Cover V12, i12

Article
Figure 1
Figure 2
Listing 1
Listing 2
Sidebar

dec2003.tar

Oracle Database Backups via UFS Snapshots and Enterprise Backup Products

Rick Moakley

In the fall of 2002, I was assigned the task of putting together a Solaris 9 system for a new machine, including system and database backups. Typically, we would install an ATL and backup product for this task, but we wanted to move away from that model to something more enterprise-centric. We use IBM's Tivoli Storage Manager for our enterprise backup product, so we looked into their Data Protection for Oracle add-on. In the meantime, I put together an interim solution, as described in this article, which worked so well that we kept it.

I faced the task of backing up this 250+ GB Oracle database over a 100 Base T NIC, and the problem was the amount of time it would take to do so. Rough estimates indicated that it would take 8 to 12 hours on a good day. Then, my research uncovered UFS snapshots. Using UFS snapshots (and a little multitasking), we were able to complete the backup in about 4 hours (during off-shift time). With this setup, there is only a minute or two of downtime for the database when doing a cold backup, and the database is in backup mode only briefly during a hot backup.
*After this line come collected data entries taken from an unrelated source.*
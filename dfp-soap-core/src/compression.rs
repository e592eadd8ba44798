//! HTTP body compression.
//!
//! The API servers gzip SOAP responses when the request carries
//! `Accept-Encoding: gzip`. Only gzip is negotiated.

use bytes::Bytes;
use std::io;

#[cfg(feature = "compression-gzip")]
use std::io::Read;

#[cfg(feature = "compression-gzip")]
use flate2::read::GzDecoder;

/// Supported `Content-Encoding` values.
#[derive(Debug, Clone, Copy, PartialEq, Eq, Default)]
pub enum CompressionEncoding {
    #[default]
    Identity,
    #[cfg(feature = "compression-gzip")]
    Gzip,
}

impl CompressionEncoding {
    /// Parse a `Content-Encoding` header value.
    ///
    /// Returns `None` for encodings this build cannot decode.
    pub fn from_header(value: Option<&str>) -> Option<Self> {
        match value.map(str::trim) {
            None | Some("identity") | Some("") => Some(Self::Identity),
            #[cfg(feature = "compression-gzip")]
            Some(v) if v.eq_ignore_ascii_case("gzip") => Some(Self::Gzip),
            _ => None,
        }
    }

    /// Get the header value string for this encoding.
    pub fn as_str(&self) -> &'static str {
        match self {
            Self::Identity => "identity",
            #[cfg(feature = "compression-gzip")]
            Self::Gzip => "gzip",
        }
    }

    /// Returns true if this encoding is identity (no compression).
    pub fn is_identity(&self) -> bool {
        matches!(self, Self::Identity)
    }

    /// Decompress `data` that was encoded with this encoding.
    pub fn decompress(&self, data: Bytes) -> io::Result<Bytes> {
        match self {
            Self::Identity => Ok(data),
            #[cfg(feature = "compression-gzip")]
            Self::Gzip => {
                let mut decoder = GzDecoder::new(data.as_ref());
                let mut out = Vec::new();
                decoder.read_to_end(&mut out)?;
                Ok(Bytes::from(out))
            }
        }
    }
}
//! Service proxies.
//!
//! A [`ServiceProxy`] is bound to one fetched service description and
//! invokes its operations by name with element-tree arguments. The typed
//! wrappers [`ReportService`] and [`PublisherQueryLanguageService`] cover the
//! operations the data downloader relies on.

use std::fmt;
use std::str::FromStr;
use std::sync::Arc;

use bytes::Bytes;
use dfp_soap_core::{Element, ResponseBody, ResultSet, Statement, decode_response, encode_request};
use http::header::CONTENT_TYPE;
use http::{HeaderValue, Request};

use crate::catalog;
use crate::error::ClientError;
use crate::header::{HeaderHandler, OutgoingCall};
use crate::transport::{HyperTransport, RequestBody};
use crate::wsdl::ServiceDescription;

/// Longest fault message or error body reproduced in logs and errors.
pub const MAX_MESSAGE_CHARS: usize = 16_000;

const SOAP_CONTENT_TYPE: &str = "text/xml; charset=utf-8";

/// A weakly typed client for one remote service.
///
/// Cloning is cheap; clones share the transport, the header handler and the
/// parsed description.
#[derive(Clone, Debug)]
pub struct ServiceProxy {
    transport: HyperTransport,
    header: Arc<HeaderHandler>,
    description: Arc<ServiceDescription>,
    service_name: String,
    version: String,
}

impl ServiceProxy {
    pub(crate) fn new(
        transport: HyperTransport,
        header: Arc<HeaderHandler>,
        description: Arc<ServiceDescription>,
        service_name: String,
        version: String,
    ) -> Self {
        Self {
            transport,
            header,
            description,
            service_name,
            version,
        }
    }

    pub fn service_name(&self) -> &str {
        &self.service_name
    }

    pub fn version(&self) -> &str {
        &self.version
    }

    pub fn description(&self) -> &ServiceDescription {
        &self.description
    }

    /// Operations advertised by the service description.
    pub fn operations(&self) -> impl Iterator<Item = &str> {
        self.description.operations.iter().map(String::as_str)
    }

    /// Invoke `operation` and return its first `rval`, if any.
    pub async fn call(&self, operation: &str, args: Vec<Element>) -> Result<Option<Element>, ClientError> {
        Ok(self.call_all(operation, args).await?.into_iter().next())
    }

    /// Invoke `operation` and return every `rval` in order.
    ///
    /// Arguments are the children of the operation element, named as the
    /// service expects (`reportJobId`, `filterStatement`, ...).
    pub async fn call_all(&self, operation: &str, args: Vec<Element>) -> Result<Vec<Element>, ClientError> {
        if !self.description.has_operation(operation) {
            return Err(ClientError::UnknownOperation {
                service: self.service_name.clone(),
                operation: operation.to_string(),
            });
        }

        let mut outgoing = OutgoingCall::default();
        self.header.prepare(&mut outgoing).await?;
        let body = encode_request(
            &self.description.namespace,
            &outgoing.soap_header,
            operation,
            &args,
        )?;

        #[cfg(feature = "tracing")]
        {
            tracing::info!(
                service = %self.service_name,
                method = operation,
                network_code = outgoing.soap_header.network_code.as_deref().unwrap_or(""),
                "outgoing SOAP request"
            );
            tracing::trace!(body = %String::from_utf8_lossy(&body), "outgoing SOAP envelope");
        }

        let mut request = Request::post(self.description.endpoint.as_str())
            .body(RequestBody::new(Bytes::from(body)))
            .map_err(|e| ClientError::transport(format!("invalid endpoint {}: {e}", self.description.endpoint)))?;
        let headers = request.headers_mut();
        headers.extend(outgoing.http_headers);
        headers.insert(CONTENT_TYPE, HeaderValue::from_static(SOAP_CONTENT_TYPE));
        headers.insert("soapaction", HeaderValue::from_static("\"\""));

        let response = self.transport.send(request).await?;
        let status = response.status();
        let text = String::from_utf8_lossy(response.body());

        #[cfg(feature = "tracing")]
        tracing::trace!(status = status.as_u16(), body = %text, "incoming SOAP envelope");

        // Faults arrive with HTTP 500, so the body is decoded before the status is judged.
        let decoded = match decode_response(&text) {
            Ok(decoded) => decoded,
            Err(_) if !status.is_success() => {
                return Err(ClientError::Http {
                    status: status.as_u16(),
                    message: truncate(&text, MAX_MESSAGE_CHARS).to_string(),
                });
            }
            Err(e) => return Err(e.into()),
        };

        #[cfg(feature = "tracing")]
        {
            let fault_message = match &decoded.body {
                ResponseBody::Fault(fault) => truncate(&fault.message, MAX_MESSAGE_CHARS),
                ResponseBody::Success(_) => "",
            };
            tracing::info!(
                service = %self.service_name,
                method = operation,
                request_id = decoded.header.request_id.as_deref().unwrap_or(""),
                response_time = decoded.header.response_time.as_deref().unwrap_or(""),
                is_fault = decoded.is_fault(),
                fault_message,
                "incoming SOAP response"
            );
        }

        match decoded.body {
            ResponseBody::Success(rvals) => Ok(rvals),
            ResponseBody::Fault(fault) => Err(ClientError::Fault {
                message: truncate(&fault.message, MAX_MESSAGE_CHARS).to_string(),
                errors: fault.errors,
            }),
        }
    }
}

/// Cut `text` to at most `max_chars` characters.
pub(crate) fn truncate(text: &str, max_chars: usize) -> &str {
    match text.char_indices().nth(max_chars) {
        Some((end, _)) => &text[..end],
        None => text,
    }
}

/// Status of a report job.
#[derive(Debug, Clone, Copy, PartialEq, Eq)]
pub enum ReportJobStatus {
    InProgress,
    Completed,
    Failed,
}

impl ReportJobStatus {
    pub fn as_str(&self) -> &'static str {
        match self {
            ReportJobStatus::InProgress => "IN_PROGRESS",
            ReportJobStatus::Completed => "COMPLETED",
            ReportJobStatus::Failed => "FAILED",
        }
    }
}

impl fmt::Display for ReportJobStatus {
    fn fmt(&self, f: &mut fmt::Formatter<'_>) -> fmt::Result {
        f.write_str(self.as_str())
    }
}

impl FromStr for ReportJobStatus {
    type Err = ClientError;

    fn from_str(s: &str) -> Result<Self, Self::Err> {
        match s.trim() {
            "IN_PROGRESS" => Ok(ReportJobStatus::InProgress),
            "COMPLETED" => Ok(ReportJobStatus::Completed),
            "FAILED" => Ok(ReportJobStatus::Failed),
            other => Err(ClientError::Decode(format!("unknown report job status {other:?}"))),
        }
    }
}

/// Options for `getReportDownloadUrlWithOptions`.
#[derive(Debug, Clone, PartialEq, Eq)]
pub struct ReportDownloadOptions {
    /// `CSV_DUMP`, `TSV`, `XML`, `XLSX`, ...
    pub export_format: String,
    pub include_report_properties: bool,
    pub include_totals_row: bool,
    pub use_gzip_compression: bool,
}

impl ReportDownloadOptions {
    /// Defaults for `export_format`: no report properties, gzip on, and a
    /// totals row for every format except `CSV_DUMP`.
    pub fn new<S: Into<String>>(export_format: S) -> Self {
        let export_format = export_format.into();
        Self {
            include_totals_row: export_format != "CSV_DUMP",
            export_format,
            include_report_properties: false,
            use_gzip_compression: true,
        }
    }

    fn to_element(&self) -> Element {
        Element::new("reportDownloadOptions")
            .with_child(Element::text_element("exportFormat", self.export_format.as_str()))
            .with_child(Element::text_element(
                "includeReportProperties",
                self.include_report_properties.to_string(),
            ))
            .with_child(Element::text_element(
                "includeTotalsRow",
                self.include_totals_row.to_string(),
            ))
            .with_child(Element::text_element(
                "useGzipCompression",
                self.use_gzip_compression.to_string(),
            ))
    }
}

/// Typed access to `ReportService`.
#[derive(Clone, Debug)]
pub struct ReportService {
    proxy: ServiceProxy,
}

impl ReportService {
    pub fn new(proxy: ServiceProxy) -> Self {
        Self { proxy }
    }

    pub fn proxy(&self) -> &ServiceProxy {
        &self.proxy
    }

    /// Submit a report job and return its id.
    ///
    /// `report_job` holds the `ReportJob` fields (`reportQuery`, ...); it is
    /// sent as the `reportJob` argument whatever its own name.
    pub async fn run_report_job(&self, report_job: Element) -> Result<i64, ClientError> {
        let report_job = if report_job.name() == "reportJob" {
            report_job
        } else {
            Element::new("reportJob").with_children(report_job.into_children())
        };
        let rval = self
            .proxy
            .call("runReportJob", vec![report_job])
            .await?
            .ok_or_else(|| ClientError::decode("runReportJob returned no report job"))?;
        parse_id(rval.require_text("id")?)
    }

    /// Current status of a report job.
    ///
    /// Versions with a status endpoint use `getReportJobStatus`; older ones
    /// read `reportJobStatus` from `getReportJob`.
    pub async fn report_job_status(&self, report_job_id: i64) -> Result<ReportJobStatus, ClientError> {
        let args = vec![Element::text_element("reportJobId", report_job_id.to_string())];
        if catalog::capabilities(self.proxy.version()).report_status_endpoint {
            let rval = self
                .proxy
                .call("getReportJobStatus", args)
                .await?
                .ok_or_else(|| ClientError::decode("getReportJobStatus returned no status"))?;
            rval.text().unwrap_or_default().parse()
        } else {
            let rval = self
                .proxy
                .call("getReportJob", args)
                .await?
                .ok_or_else(|| ClientError::decode("getReportJob returned no report job"))?;
            rval.require_text("reportJobStatus")?.parse()
        }
    }

    /// A temporary URL the finished report can be downloaded from.
    pub async fn report_download_url(
        &self,
        report_job_id: i64,
        options: &ReportDownloadOptions,
    ) -> Result<String, ClientError> {
        let args = vec![
            Element::text_element("reportJobId", report_job_id.to_string()),
            options.to_element(),
        ];
        let rval = self
            .proxy
            .call("getReportDownloadUrlWithOptions", args)
            .await?
            .ok_or_else(|| ClientError::decode("getReportDownloadUrlWithOptions returned no URL"))?;
        Ok(rval.text().unwrap_or_default().trim().to_string())
    }
}

/// Typed access to `PublisherQueryLanguageService`.
#[derive(Clone, Debug)]
pub struct PublisherQueryLanguageService {
    proxy: ServiceProxy,
}

impl PublisherQueryLanguageService {
    pub fn new(proxy: ServiceProxy) -> Self {
        Self { proxy }
    }

    pub fn proxy(&self) -> &ServiceProxy {
        &self.proxy
    }

    /// Run one PQL page. A response without `rval` is an empty result set.
    pub async fn select(&self, statement: &Statement) -> Result<ResultSet, ClientError> {
        let rval = self
            .proxy
            .call("select", vec![statement.to_element("selectStatement")])
            .await?;
        match rval {
            Some(rval) => Ok(ResultSet::from_element(&rval)?),
            None => Ok(ResultSet::default()),
        }
    }
}

fn parse_id(text: &str) -> Result<i64, ClientError> {
    text.trim()
        .parse()
        .map_err(|_| ClientError::Decode(format!("invalid report job id {text:?}")))
}
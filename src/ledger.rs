use serde::{Deserialize, Serialize};
use std::sync::Arc;

use hourglass_rs::SafeTimeProvider;
use parking_lot::Mutex;
use tracing::{debug, info, warn};

use crate::config::LedgerConfig;
use crate::decimal::{Money, Rate};
use crate::entities::{Contribution, Loan, Member, MemberTotals, Payment};
use crate::errors::{LedgerError, Result};
use crate::events::{Event, EventStore};
use crate::funds::{available_funds, FundsSummary};
use crate::interest;
use crate::store::{EntityLocks, MemoryStore};
use crate::types::{
    ContributionId, LoanId, LoanStatus, MemberId, Month, PaymentId, PaymentKind, PaymentMethod,
    PaymentStatus,
};

/// outcome of the bulk compounding sweep
#[derive(Debug, Clone, Copy, PartialEq, Default)]
pub struct CompoundSweep {
    /// loans whose balance actually grew
    pub compounded: usize,
    /// active loans visited
    pub visited: usize,
    /// loans that errored; the sweep continues past them
    pub failed: usize,
}

/// one member's financial position
#[derive(Debug, Clone, PartialEq, Serialize, Deserialize)]
pub struct MemberSummary {
    pub member: Member,
    pub active_loans: usize,
    pub total_payments_made: Money,
}

/// headline numbers for the whole fund
#[derive(Debug, Clone, PartialEq, Serialize, Deserialize)]
pub struct DashboardStats {
    pub total_members: usize,
    pub contributions_this_month: Money,
    pub total_contributions: Money,
    pub active_loan_count: usize,
    pub total_outstanding: Money,
    pub total_payments: Money,
    pub funds: FundsSummary,
}

/// contribution volume for one month of a year's series
#[derive(Debug, Clone, PartialEq, Serialize, Deserialize)]
pub struct MonthlyContributionStat {
    pub month: Month,
    pub total: Money,
    pub count: usize,
}

/// the shared-fund ledger: members, contributions, loans, payments
///
/// This is the application-service layer: every operation runs
/// validate -> mutate -> persist -> recompute as explicit calls, emits events
/// into the event store, and serializes read-modify-write sequences per
/// entity. Loan approval checks and reserves pool funds under a single lock
/// so concurrent approvals cannot double-spend the pool.
pub struct Ledger {
    store: Arc<MemoryStore>,
    config: LedgerConfig,
    time: SafeTimeProvider,
    events: Mutex<EventStore>,
    loan_locks: EntityLocks,
    member_locks: EntityLocks,
    pool: Mutex<()>,
}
The advantages of the resulting scripts using snapshots and multithreading the process were significant. We saw significant cost savings by not purchasing an ATL, tapes, and software. The downtime for a backup is brief, and the wall clock time is a fraction of a regular backup. Also, we don't have to maintain lists files to be backed up -- a big plus to any admin. Once the space is set aside for doing snapshots, the scripts are installed and cron'ed, and the Oracle userid is profile verified, the process runs automatically and is virtually maintenance free.

UFS Snapshots and Wrapper Scripts

UFS snapshots are a little-used facility incorporated into Solaris (since release 8) that allow a privileged user (i.e., root) to create a point in time copy of a file system afer quieting it. Copy-on-write operations place pre-change copies of the filesystem blocks into a "backing store file", and when the associated fssnap device is mounted, the blocks stored in the backing store file overlay the changes to the original. Thus, reading from the snapshot device presents a point-in-time copy of the original file system to the backup product of choice.

Doing a database backup is typically more complicated than a file system backup, and because I was adding snapshots and multitasking to the mix, things got even more complicated. My solution was to put a couple of wrapper scripts together to manage the backup process and do the actual backups. There is a backup.parent script (Listing 1) that does the management. It queries the database for its critical file information (i.e., tablespace, control filenames, archive logs, etc.), readies the database (i.e., puts it in backup mode), snapshots the required filesystems, and then starts a set of backup.child scripts (Listing 2) that do the actual backups. Each invocation of a child script is passed a filesystem, set of files within, and proceeds to do its share of the work backing up the tablespace files and deleting the snapshot when complete.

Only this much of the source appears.